Alameda County Grand Jury • 2021-2022 • Agency Response
Response to: 2021-2022 FINAL REPORT

City of Oakland*

Published: December 19, 2022 7 pages
Ver PDF original

Findings and Recommendations 5 findings

22-9 Page 1
The Oakland City Clerk's Office is not meeting the minimum requirements of the Filing Officer under the Political Reform Act. The issues of non-compliance with the rules regarding Form 700s are long standing and structural, resulting from inadequate funding. An inefficient system of communication of critical information to the filing Officer and limited staffing. City Response: The City agrees with this finding. City Explanation: The Office of the City Clerk (Sometimes referred to as the "Office") agrees that the issues of noncompliance with respect to Form 700 responsibilities are due to inadequate funding and staffing. Throughout the entire pandemic up to April 2022, the Office of the City Clerk has been severely understaffed resulting in the suboptimal oversight of form 700 filings and the Office struggling to complete other mandated duties. These reductions and delays have had and continue to significantly impact the department. Since 2020, up until February 2022, the office has operated with 47% of its administrative staff vacant. In addition to their own roles and responsibilities, staff within the Clerk's Office have performed the work of numerous vacant positions. In the 2021-2023 budget cycle, due to mandated reductions, this Office was required to cut the positions of Receptionist and Records Manager and add those duties to the already full-time workloads of the remaining funded positions. The Office of the City Clerk has established a plan to begin addressing the issue of non- compliance with Form 700 filings. In February 2022, the City authorized the Office of the Clerk to fill 3 of 4 vacant positions enabling the office to strengthen its organizational capacity to perform mandated duties. Prior to the Grand Jury's request, the Office of the City clerk had established a corrective action plan. Before the Grand Jury had concluded its inquiry the Office had: 1) Identified all non-filers that were not referred to the FPPC; 2) Initiated the process of To: Edward D. Reiskin, City Administrator Subject: City's Response to Alameda County Grand Jury Report on Fair Political Practices Commission (FPPC), Form 700 Filing Procedures November 15, 2022 transferring all non-filers to the FPPC; and 3) Began clearing the backlog to re-establish the first and most critical tiers of compliance and are well into this work as well as other
No recommendations for this finding
22-10 Page 1
A transfer of the Form 700 filing duties from the Oakland City Clerk's office to the Public Ethics Commission would require hiring an additional employee; an amendment of the City Ethics Act to identify the Public Ethics Commission as the Filing Officer for Form 700s; and the transfer of function and payment of the City's contract with the online filing provider, NetFile, from the City Clerk's office to the Public Ethic Commission. City Response: The City disagrees with the finding. City Explanation: The Office of the City Clerk remains committed, as exemplified by the tremendous amount of work our office has done to address the errors and strategically strengthen support for this work.
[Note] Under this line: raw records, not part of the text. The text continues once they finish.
//! Stride-ordered descent: the recursive walker with axes sorted so the
//! innermost loop runs along the left pixel view's smallest stride.

use crate::algs::boundary::Boundary;
use crate::algs::predicate::Unifier;
use crate::algs::recursive;
use crate::data::label::Label;
use crate::union_find::UnionSink;

pub(crate) fn merge<T, L, U>(b: &Boundary<'_, '_, T, L>, unifier: &mut Unifier<'_, '_, '_, L, U>)
where
    T: Copy + PartialEq,
    L: Label,
    U: UnionSink<L> + ?Sized,
{
    let order = b.left.stride_order();
    log::trace!("stride-ordered descent over axes {order:?} of shape {:?}", b.shape());
    recursive::walk(b, &recursive::levels(b, &order), unifier);
}
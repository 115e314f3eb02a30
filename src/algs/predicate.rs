//! The per-coordinate merge decision.

use serde::{Deserialize, Serialize};

use crate::data::label::Label;
use crate::data::label_map::LabelMap;
use crate::union_find::UnionSink;

/// Which labels must be foreground for a matching coordinate to merge.
#[derive(Copy, Clone, Debug, Default, PartialEq, Eq, Hash, Serialize, Deserialize)]
#[serde(rename_all = "snake_case")]
pub enum BoundaryRule {
    /// Both labels must be non-zero.
    #[default]
    BothLabeled,
    /// Only the left label must be non-zero; a zero right label is looked up
    /// in the right map like any other label.
    LeftLabeled,
}

impl BoundaryRule {
    /// Whether a matching coordinate with these labels may merge.
    #[inline(always)]
    pub fn admits<L: Label>(self, left: L, right: L) -> bool {
        match self {
            BoundaryRule::BothLabeled => !left.is_background() && !right.is_background(),
            BoundaryRule::LeftLabeled => !left.is_background(),
        }
    }
}

/// Applies the boundary predicate and forwards matches to a union sink.
///
/// Shared by every strided traversal; the flat path inlines the same test
/// against plain slices.
pub(crate) struct Unifier<'m, 'a, 'u, L, U: ?Sized> {
    left_map: &'m LabelMap<'a, L>,
    right_map: &'m LabelMap<'a, L>,
    rule: BoundaryRule,
    uf: &'u mut U,
    unions: usize,
}

impl<'m, 'a, 'u, L: Label, U: UnionSink<L> + ?Sized> Unifier<'m, 'a, 'u, L, U> {
    pub(crate) fn new(
        left_map: &'m LabelMap<'a, L>,
        right_map: &'m LabelMap<'a, L>,
        rule: BoundaryRule,
        uf: &'u mut U,
    ) -> Self {
        Self {
            left_map,
            right_map,
            rule,
            uf,
            unions: 0,
        }
    }

    #[inline(always)]
    pub(crate) fn visit<T: PartialEq>(&mut self, lv: T, rv: T, ll: L, rl: L) {
        if lv == rv && self.rule.admits(ll, rl) {
            self.uf
                .make_union(self.left_map.at(ll), self.right_map.at(rl));
            self.unions += 1;
        }
    }

    /// Number of unions issued so far.
    pub(crate) fn unions(&self) -> usize {
        self.unions
    }
}
mod util;
use util::*;

use lazycc::merge_error::{Operand, ShapeCheck, Side};
use lazycc::prelude::*;

#[test]
fn one_dimensional_seam_merges_matching_labels() {
    let left = [0u8, 0, 1, 3];
    let right = [0u8, 0, 2, 3];
    let labels = [0u32, 1, 2, 3];
    let left_map = [0u32, 1, 2, 3];
    let right_map = [0u32, 5, 6, 7];
    for strategy in ALL_STRATEGIES {
        let l = BlockView::from_slice(&left, &[4]).unwrap();
        let r = BlockView::from_slice(&right, &[4]).unwrap();
        let ll = BlockView::from_slice(&labels, &[4]).unwrap();
        let mut uf = UnionFindArray::new(8u32);
        merge_boundary_with(
            &l,
            &r,
            &ll,
            &ll,
            &LabelMap::new(&left_map),
            &LabelMap::new(&right_map),
            &mut uf,
            &MergeOptions::default().with_strategy(strategy),
        )
        .unwrap();
        assert_eq!(uf.find(5), uf.find(1), "{strategy:?}");
        assert_eq!(uf.find(7), uf.find(3), "{strategy:?}");
        assert_ne!(uf.find(6), uf.find(2), "{strategy:?}");
    }
}

#[test]
fn singleton_axes_behave_like_a_row() {
    // Same seam as a (4, 1, 1) volume.
    let left = [0u8, 0, 1, 3];
    let right = [0u8, 0, 2, 3];
    let labels = [0u32, 1, 2, 3];
    let l = BlockView::from_slice(&left, &[4, 1, 1]).unwrap();
    let r = BlockView::from_slice(&right, &[4, 1, 1]).unwrap();
    let ll = BlockView::from_slice(&labels, &[4, 1, 1]).unwrap();
    let mut uf = UnionFindArray::new(8u32);
    merge_boundary(
        &l,
        &r,
        &ll,
        &ll,
        &LabelMap::new(&[0u32, 1, 2, 3]),
        &LabelMap::new(&[0u32, 5, 6, 7]),
        &mut uf,
    )
    .unwrap();
    assert_eq!(uf.find(5), uf.find(1));
    assert_eq!(uf.find(7), uf.find(3));
    assert_ne!(uf.find(6), uf.find(2));
}

#[test]
fn two_dimensional_seam() {
    let seam = Seam {
        shape: vec![2, 4],
        left: vec![0, 13, 14, 14, 0, 14, 14, 13],
        right: vec![0, 0, 14, 0, 0, 0, 0, 13],
        left_labels: vec![0, 2, 1, 1, 0, 1, 1, 3],
        right_labels: vec![0, 0, 2, 0, 0, 0, 0, 1],
        left_map: vec![0, 1, 2, 3, 4],
        right_map: vec![0, 5, 6, 7, 8],
    };
    for strategy in ALL_STRATEGIES {
        let c = seam.classes(&MergeOptions::default().with_strategy(strategy));
        assert_eq!(c[1], c[6], "{strategy:?}");
        assert_eq!(c[3], c[5], "{strategy:?}");
        assert_ne!(c[2], c[6], "{strategy:?}");
        assert_ne!(c[4], c[8], "{strategy:?}");
        assert_ne!(c[1], c[3], "{strategy:?}");
    }
}

#[test]
fn shape_mismatch_fails_without_touching_union_find() {
    let a = [1u8; 4];
    let labels = [1u32; 4];
    let map = [0u32, 1];
    let l = BlockView::from_slice(&a, &[4]).unwrap();
    let r = BlockView::from_slice(&a, &[2, 2]).unwrap();
    let ll = BlockView::from_slice(&labels, &[4]).unwrap();
    let mut uf = UnionFindArray::new(2u32);
    let before = uf.clone();
    let err = merge_boundary(
        &l,
        &r,
        &ll,
        &ll,
        &LabelMap::new(&map),
        &LabelMap::new(&map),
        &mut uf,
    )
    .unwrap_err();
    assert_eq!(
        err,
        MergeError::ShapeMismatch {
            check: ShapeCheck::Pixels,
            lhs: vec![4],
            rhs: vec![2, 2],
        }
    );
    assert_eq!(uf, before);

    let rl = BlockView::from_slice(&labels, &[2, 2]).unwrap();
    let err = merge_boundary(
        &l,
        &l,
        &ll,
        &rl,
        &LabelMap::new(&map),
        &LabelMap::new(&map),
        &mut uf,
    )
    .unwrap_err();
    assert!(matches!(
        err,
        MergeError::ShapeMismatch {
            check: ShapeCheck::Labels,
            ..
        }
    ));
    assert_eq!(uf, before);
}

#[test]
fn label_beyond_map_is_rejected_up_front() {
    // The offending label sits at the end; the earlier match must not be
    // merged either.
    let px = [1u8, 1, 1];
    let left_labels = [1u32, 1, 1];
    let right_labels = [1u32, 1, 4];
    let l = BlockView::from_slice(&px, &[3]).unwrap();
    let ll = BlockView::from_slice(&left_labels, &[3]).unwrap();
    let rl = BlockView::from_slice(&right_labels, &[3]).unwrap();
    let mut uf = UnionFindArray::new(4u32);
    let before = uf.clone();
    for strategy in ALL_STRATEGIES {
        let err = merge_boundary_with(
            &l,
            &l,
            &ll,
            &rl,
            &LabelMap::new(&[0u32, 1]),
            &LabelMap::new(&[0u32, 2, 3]),
            &mut uf,
            &MergeOptions::default().with_strategy(strategy),
        )
        .unwrap_err();
        assert_eq!(
            err,
            MergeError::IndexOutOfRange {
                side: Side::Right,
                label: 4,
                len: 3
            }
        );
        assert_eq!(uf, before);
    }
}

#[test]
fn forced_flat_path_requires_contiguous_operands() {
    let seam = Seam::new(
        &[2, 3],
        vec![1, 1, 2, 2, 3, 3],
        vec![1, 1, 2, 2, 3, 3],
        vec![1, 1, 2, 2, 3, 3],
        vec![1, 1, 1, 2, 2, 2],
    );
    let fl = fortran_copy(&seam.left_labels, &seam.shape);
    let l = BlockView::from_slice(&seam.left, &seam.shape).unwrap();
    let ll = fortran_view(&fl, &seam.shape);
    let rl = BlockView::from_slice(&seam.right_labels, &seam.shape).unwrap();
    let mut uf = UnionFindArray::new(seam.n_global());
    let before = uf.clone();
    let err = merge_boundary_with(
        &l,
        &l,
        &ll,
        &rl,
        &LabelMap::new(&seam.left_map),
        &LabelMap::new(&seam.right_map),
        &mut uf,
        &MergeOptions::default().with_strategy(Strategy::Flat),
    )
    .unwrap_err();
    assert_eq!(
        err,
        MergeError::LayoutMismatch {
            operand: Operand::LeftLabels
        }
    );
    assert_eq!(uf, before);

    // The dispatcher falls back to a strided traversal for the same input.
    let got = classes_of_views(
        &l,
        &l,
        &ll,
        &rl,
        &seam.left_map,
        &seam.right_map,
        seam.n_global(),
        &MergeOptions::default(),
    );
    assert_eq!(got, seam.classes(&MergeOptions::default()));
}

#[test]
fn zero_labels_never_merge() {
    let px = [9u8; 6];
    let left_labels = [0u32, 0, 0, 1, 0, 2];
    let right_labels = [1u32, 2, 0, 0, 0, 0];
    let seam = Seam::new(
        &[6],
        px.to_vec(),
        px.to_vec(),
        left_labels.to_vec(),
        right_labels.to_vec(),
    );
    for strategy in ALL_STRATEGIES {
        let c = seam.classes(&MergeOptions::default().with_strategy(strategy));
        let identity: Vec<u32> = (0..seam.n_global()).collect();
        assert_eq!(c, identity, "{strategy:?}");
    }
}

#[test]
fn left_labeled_rule_merges_into_right_background() {
    // Asymmetric rule: a zero right label is still looked up and merged.
    let px = [5u8, 6];
    let left_labels = [1u32, 2];
    let right_labels = [0u32, 1];
    let seam = Seam::new(
        &[2],
        px.to_vec(),
        px.to_vec(),
        left_labels.to_vec(),
        right_labels.to_vec(),
    );
    // left map [0, 1, 2], right map [0, 3]
    for strategy in ALL_STRATEGIES {
        let both = seam.classes(&MergeOptions::default().with_strategy(strategy));
        assert_ne!(both[1], both[0]);
        assert_eq!(both[2], both[3]);

        let legacy = seam.classes(
            &MergeOptions::default()
                .with_strategy(strategy)
                .with_rule(BoundaryRule::LeftLabeled),
        );
        assert_eq!(legacy[1], legacy[0], "{strategy:?}");
        assert_eq!(legacy[2], legacy[3], "{strategy:?}");
    }
}

#[test]
fn float_pixels_compare_by_value() {
    let left = [0.5f32, 1.0, f32::NAN];
    let right = [0.5f32, 2.0, f32::NAN];
    let labels = [1u32, 2, 3];
    let l = BlockView::from_slice(&left, &[3]).unwrap();
    let r = BlockView::from_slice(&right, &[3]).unwrap();
    let ll = BlockView::from_slice(&labels, &[3]).unwrap();
    let mut uf = UnionFindArray::new(8u32);
    merge_boundary(
        &l,
        &r,
        &ll,
        &ll,
        &LabelMap::new(&[0u32, 1, 2, 3]),
        &LabelMap::new(&[0u32, 4, 5, 6]),
        &mut uf,
    )
    .unwrap();
    assert_eq!(uf.find(1), uf.find(4));
    assert_ne!(uf.find(2), uf.find(5));
    assert_ne!(uf.find(3), uf.find(6));
}

#[test]
fn find_is_idempotent_after_merge() {
    let seam = Seam::new(
        &[3, 3],
        vec![1, 1, 2, 2, 2, 3, 3, 3, 3],
        vec![1, 1, 2, 2, 2, 3, 3, 3, 3],
        vec![1, 1, 2, 3, 3, 4, 4, 4, 4],
        vec![1, 2, 2, 2, 3, 3, 1, 1, 1],
    );
    let l = BlockView::from_slice(&seam.left, &seam.shape).unwrap();
    let ll = BlockView::from_slice(&seam.left_labels, &seam.shape).unwrap();
    let rl = BlockView::from_slice(&seam.right_labels, &seam.shape).unwrap();
    let mut uf = UnionFindArray::new(seam.n_global());
    merge_boundary(
        &l,
        &l,
        &ll,
        &rl,
        &LabelMap::new(&seam.left_map),
        &LabelMap::new(&seam.right_map),
        &mut uf,
    )
    .unwrap();
    let first = classes(&mut uf, seam.n_global());
    let second = classes(&mut uf, seam.n_global());
    assert_eq!(first, second);
    uf.validate_invariants().unwrap();
}

#[test]
fn strided_label_maps_are_accepted() {
    // Maps stored as columns of a (labels x 2) table.
    let table = [0u32, 0, 1, 5, 2, 6, 3, 7];
    let column = |offset| BlockView::from_parts(&table, &[4], &[2], offset).unwrap();
    let left_map = LabelMap::from_view(column(0)).unwrap();
    let right_map = LabelMap::from_view(column(1)).unwrap();
    let left = [0u8, 0, 1, 3];
    let right = [0u8, 0, 2, 3];
    let labels = [0u32, 1, 2, 3];
    let l = BlockView::from_slice(&left, &[4]).unwrap();
    let r = BlockView::from_slice(&right, &[4]).unwrap();
    let ll = BlockView::from_slice(&labels, &[4]).unwrap();
    let mut uf = UnionFindArray::new(8u32);
    merge_boundary(&l, &r, &ll, &ll, &left_map, &right_map, &mut uf).unwrap();
    assert_eq!(uf.find(5), uf.find(1));
    assert_eq!(uf.find(7), uf.find(3));
    assert_ne!(uf.find(6), uf.find(2));
}

#[test]
fn huge_strides_on_singleton_axes_are_never_applied() {
    let px = [0u8, 7, 7];
    let labels = [0u32, 1, 2];
    let left_map = [0u32, 1, 2];
    let right_map = [0u32, 3, 4];
    let p = BlockView::from_parts(&px, &[2, 1], &[1, isize::MAX], 1).unwrap();
    let l = BlockView::from_parts(&labels, &[2, 1], &[1, isize::MAX], 1).unwrap();
    // Reversed right labels [2, 1]: not contiguous, so `Auto` takes a
    // strided path as well.
    let r = BlockView::from_parts(&labels, &[2, 1], &[-1, isize::MAX], 2).unwrap();
    for strategy in ALL_STRATEGIES {
        let mut uf = UnionFindArray::new(5u32);
        merge_boundary_with(
            &p,
            &p,
            &l,
            &l,
            &LabelMap::new(&left_map),
            &LabelMap::new(&right_map),
            &mut uf,
            &MergeOptions::default().with_strategy(strategy),
        )
        .unwrap();
        assert_eq!(uf.find(1), uf.find(3), "{strategy:?}");
        assert_eq!(uf.find(2), uf.find(4), "{strategy:?}");

        if strategy == Strategy::Flat {
            continue;
        }
        let mut uf = UnionFindArray::new(5u32);
        merge_boundary_with(
            &p,
            &p,
            &l,
            &r,
            &LabelMap::new(&left_map),
            &LabelMap::new(&right_map),
            &mut uf,
            &MergeOptions::default().with_strategy(strategy),
        )
        .unwrap();
        assert_eq!(uf.find(1), uf.find(4), "{strategy:?}");
        assert_eq!(uf.find(2), uf.find(3), "{strategy:?}");
        assert_ne!(uf.find(1), uf.find(2), "{strategy:?}");
    }
}

#[test]
fn rank_zero_seam_is_visited_once() {
    let px = [4u8];
    let left_labels = [1u32];
    let right_labels = [2u32];
    let p = BlockView::from_parts(&px, &[], &[], 0).unwrap();
    let ll = BlockView::from_parts(&left_labels, &[], &[], 0).unwrap();
    let rl = BlockView::from_parts(&right_labels, &[], &[], 0).unwrap();
    for strategy in ALL_STRATEGIES {
        let mut unions = PairBuffer::<u32>::new();
        merge_boundary_with(
            &p,
            &p,
            &ll,
            &rl,
            &LabelMap::new(&[0u32, 1]),
            &LabelMap::new(&[0u32, 2, 3]),
            &mut unions,
            &MergeOptions::default().with_strategy(strategy),
        )
        .unwrap();
        assert_eq!(unions.pairs(), &[(1, 3)], "{strategy:?}");
    }
}

#[test]
fn empty_seam_issues_no_unions() {
    let px: [u8; 0] = [];
    let labels: [u32; 0] = [];
    let p = BlockView::from_slice(&px, &[0, 3]).unwrap();
    let l = BlockView::from_slice(&labels, &[0, 3]).unwrap();
    for strategy in ALL_STRATEGIES {
        let mut uf = UnionFindArray::new(4u32);
        let before = uf.clone();
        merge_boundary_with(
            &p,
            &p,
            &l,
            &l,
            &LabelMap::new(&[0u32]),
            &LabelMap::new(&[0u32]),
            &mut uf,
            &MergeOptions::default().with_strategy(strategy),
        )
        .unwrap();
        assert_eq!(uf, before, "{strategy:?}");

        let mut unions = PairBuffer::<u32>::new();
        let map = LabelMap::new(&[0u32]);
        let opts = MergeOptions::default().with_strategy(strategy);
        merge_boundary_with(&p, &p, &l, &l, &map, &map, &mut unions, &opts).unwrap();
        assert!(unions.is_empty(), "{strategy:?}");
    }
}
use crate::merge_error::MergeError;

/// Trait for validating data structure invariants.
pub trait DebugInvariants {
    /// Assert invariants in debug builds or when invariant checking is enabled.
    fn debug_assert_invariants(&self);
    /// Validate invariants and return the first error encountered.
    fn validate_invariants(&self) -> Result<(), MergeError>;
}

/// Helper macro to run a fallible check and panic on error when invariant
/// checking is enabled.
#[macro_export]
macro_rules! debug_invariants {
    ($expr:expr, $($ctx:tt)*) => {
        #[cfg(any(debug_assertions, feature = "strict-invariants", feature = "check-invariants"))]
        if let Err(e) = $expr {
            panic!(concat!("[invariants] ", $($ctx)*, ": {}"), e);
        }
    };
}
//! Boundary merge entry points and strategy dispatch.
//!
//! [`merge_boundary`] is the one call orchestration code needs: it checks
//! every precondition, then picks the flat fast path when all operands are
//! contiguous and the stride-ordered descent otherwise. [`merge_boundary_with`]
//! pins a strategy or the boundary rule explicitly.

use serde::{Deserialize, Serialize};

use crate::algs::boundary::Boundary;
use crate::algs::predicate::{BoundaryRule, Unifier};
use crate::algs::{coupled, flat, recursive, stride_order};
use crate::data::label::Label;
use crate::data::label_map::LabelMap;
use crate::data::view::BlockView;
use crate::merge_error::MergeError;
use crate::union_find::UnionSink;

/// Traversal strategy. Every strategy produces the same equivalence classes.
#[derive(Copy, Clone, Debug, Default, PartialEq, Eq, Hash, Serialize, Deserialize)]
#[serde(rename_all = "snake_case")]
pub enum Strategy {
    /// `Flat` when every operand is contiguous, `StrideOrdered` otherwise.
    #[default]
    Auto,
    /// Recursive descent in natural axis order.
    Recursive,
    /// Recursive descent with axes sorted by the left view's strides.
    StrideOrdered,
    /// Lock-step [`CoupledIter`](crate::algs::coupled::CoupledIter).
    Coupled,
    /// Linear scan; fails with `LayoutMismatch` on non-contiguous input.
    Flat,
}

/// Per-call merge configuration.
#[derive(Copy, Clone, Debug, Default, PartialEq, Eq, Serialize, Deserialize)]
#[serde(default)]
pub struct MergeOptions {
    /// Traversal to run; `Auto` by default.
    pub strategy: Strategy,
    /// Which labels must be foreground; `BothLabeled` by default.
    pub rule: BoundaryRule,
}

impl MergeOptions {
    /// Same options with `strategy` replaced.
    pub fn with_strategy(mut self, strategy: Strategy) -> Self {
        self.strategy = strategy;
        self
    }

    /// Same options with `rule` replaced.
    pub fn with_rule(mut self, rule: BoundaryRule) -> Self {
        self.rule = rule;
        self
    }
}

/// Merges the labels of two adjacent blocks across their shared boundary.
///
/// For every coordinate where `left == right` and both labels are non-zero,
/// `uf.make_union(left_map[left_label], right_map[right_label])` is issued.
///
/// # Errors
/// `ShapeMismatch` or `IndexOutOfRange`; in both cases `uf` is untouched.
///
/// # Example
/// ```rust
/// # fn try_main() -> Result<(), lazycc::merge_error::MergeError> {
/// use lazycc::prelude::*;
/// let (left, right) = ([0u8, 0, 1, 3], [0u8, 0, 2, 3]);
/// let labels = [0u32, 1, 2, 3];
/// let (lmap, rmap) = ([0u32, 1, 2, 3], [0u32, 5, 6, 7]);
/// let l = BlockView::from_slice(&left, &[4])?;
/// let r = BlockView::from_slice(&right, &[4])?;
/// let ll = BlockView::from_slice(&labels, &[4])?;
/// let mut uf = UnionFindArray::new(8u32);
/// merge_boundary(&l, &r, &ll, &ll, &LabelMap::new(&lmap), &LabelMap::new(&rmap), &mut uf)?;
/// assert_eq!(uf.find(5), uf.find(1));
/// assert_ne!(uf.find(6), uf.find(2));
/// # Ok(())
/// # }
/// # try_main().unwrap();
/// ```
pub fn merge_boundary<T, L, U>(
    left: &BlockView<'_, T>,
    right: &BlockView<'_, T>,
    left_labels: &BlockView<'_, L>,
    right_labels: &BlockView<'_, L>,
    left_map: &LabelMap<'_, L>,
    right_map: &LabelMap<'_, L>,
    uf: &mut U,
) -> Result<(), MergeError>
where
    T: Copy + PartialEq,
    L: Label,
    U: UnionSink<L> + ?Sized,
{
    let boundary = Boundary::new(left, right, left_labels, right_labels, left_map, right_map)?;
    merge_validated(&boundary, &MergeOptions::default(), uf)
}

/// [`merge_boundary`] with an explicit strategy and boundary rule.
///
/// # Errors
/// As [`merge_boundary`], plus `LayoutMismatch` when `Strategy::Flat` is
/// requested for operands that are not contiguous.
#[allow(clippy::too_many_arguments)]
pub fn merge_boundary_with<T, L, U>(
    left: &BlockView<'_, T>,
    right: &BlockView<'_, T>,
    left_labels: &BlockView<'_, L>,
    right_labels: &BlockView<'_, L>,
    left_map: &LabelMap<'_, L>,
    right_map: &LabelMap<'_, L>,
    uf: &mut U,
    opts: &MergeOptions,
) -> Result<(), MergeError>
where
    T: Copy + PartialEq,
    L: Label,
    U: UnionSink<L> + ?Sized,
{
    let boundary = Boundary::new(left, right, left_labels, right_labels, left_map, right_map)?;
    merge_validated(&boundary, opts, uf)
}

/// Runs the configured strategy on an already validated boundary.
///
/// # Errors
/// Only `LayoutMismatch`, for a forced `Strategy::Flat`.
pub fn merge_validated<T, L, U>(
    boundary: &Boundary<'_, '_, T, L>,
    opts: &MergeOptions,
    uf: &mut U,
) -> Result<(), MergeError>
where
    T: Copy + PartialEq,
    L: Label,
    U: UnionSink<L> + ?Sized,
{
    let strategy = resolve(boundary, opts.strategy)?;
    log::debug!(
        "merging boundary of shape {:?} with {strategy:?} ({:?})",
        boundary.shape(),
        opts.rule
    );
    let unions = match strategy {
        Strategy::Flat => flat::merge(boundary, opts.rule, uf)?,
        Strategy::Recursive | Strategy::StrideOrdered | Strategy::Coupled | Strategy::Auto => {
            let mut unifier =
                Unifier::new(boundary.left_map, boundary.right_map, opts.rule, uf);
            match strategy {
                Strategy::Recursive => recursive::merge(boundary, &mut unifier),
                Strategy::Coupled => coupled::merge(boundary, &mut unifier),
                _ => stride_order::merge(boundary, &mut unifier),
            }
            unifier.unions()
        }
    };
    log::trace!("{unions} unions over {} coordinates", boundary.len());
    Ok(())
}

/// Resolves `Auto` and verifies the flat path's layout requirement.
pub(crate) fn resolve<T: Copy, L: Label>(
    boundary: &Boundary<'_, '_, T, L>,
    requested: Strategy,
) -> Result<Strategy, MergeError> {
    match requested {
        Strategy::Auto => Ok(if boundary.check_contiguous().is_ok() {
            Strategy::Flat
        } else {
            Strategy::StrideOrdered
        }),
        Strategy::Flat => boundary.check_contiguous().map(|()| Strategy::Flat),
        other => Ok(other),
    }
}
Form 700 filing coordination should be maintained by the Office of the City Clerk with adequate staffing to ensure continuous support. Consistent with the finding of the Grand Jury and the budget reductions to this office, the
No recommendations for this finding
22-11 Page 1
Grant funding has been used to fund staffing to support critical services in the City of Oakland. City Response: The City agrees with the finding. City Explanation: The City has applied for and received funding for City services. Funds received are allocated and appropriated via Council Resolution. Grand Jury
No recommendations for this finding
22-12 Page 1
The City of Oakland's shared electronic Human Resources platform is not used in the Form 700 process but could be customized to assist in the sharing of information between departments. City Response: The City agrees with the finding. City Explanation: The City Clerk proposed this idea to the Grand Jury after discussions with Human Resources. Neo-Gov ("Human Resources platform") can match new hires to the Conflict-of-Interest Code to provide early identification of new employees and employee promotions to ensure filing timely filing within the 30 day start period as well as provide notification of employee separation for leaving office filings. Making Form 700 a mandatory part of the employee onboarding and separation checklist ensures timeliness and puts the city ahead of the current manual processes. The Office of the City Clerk had proactively initiated this collaborative process with Human Resources, prior to the Grand Jury Report. Grand Jury
No recommendations for this finding
22-13 Page 1
The city of Oakland's new employee checklist does not include Form 700 filing requirements to the employee. City Response: The City agrees with the finding. City Explanation: Currently there is no universal onboarding standard. Instead, each department determines its own onboarding process. This issue could be solved once Neo-Gov is used as the onboarding and separation standard for all staff within the organization. Grand Jury
No recommendations for this finding

Commendations 1

* This report's PDF did not contain easily extractable text and required Optical Character Recognition (OCR) for analysis. There may be minor errors in the extracted findings and recommendations due to OCR limitations with scanned documents.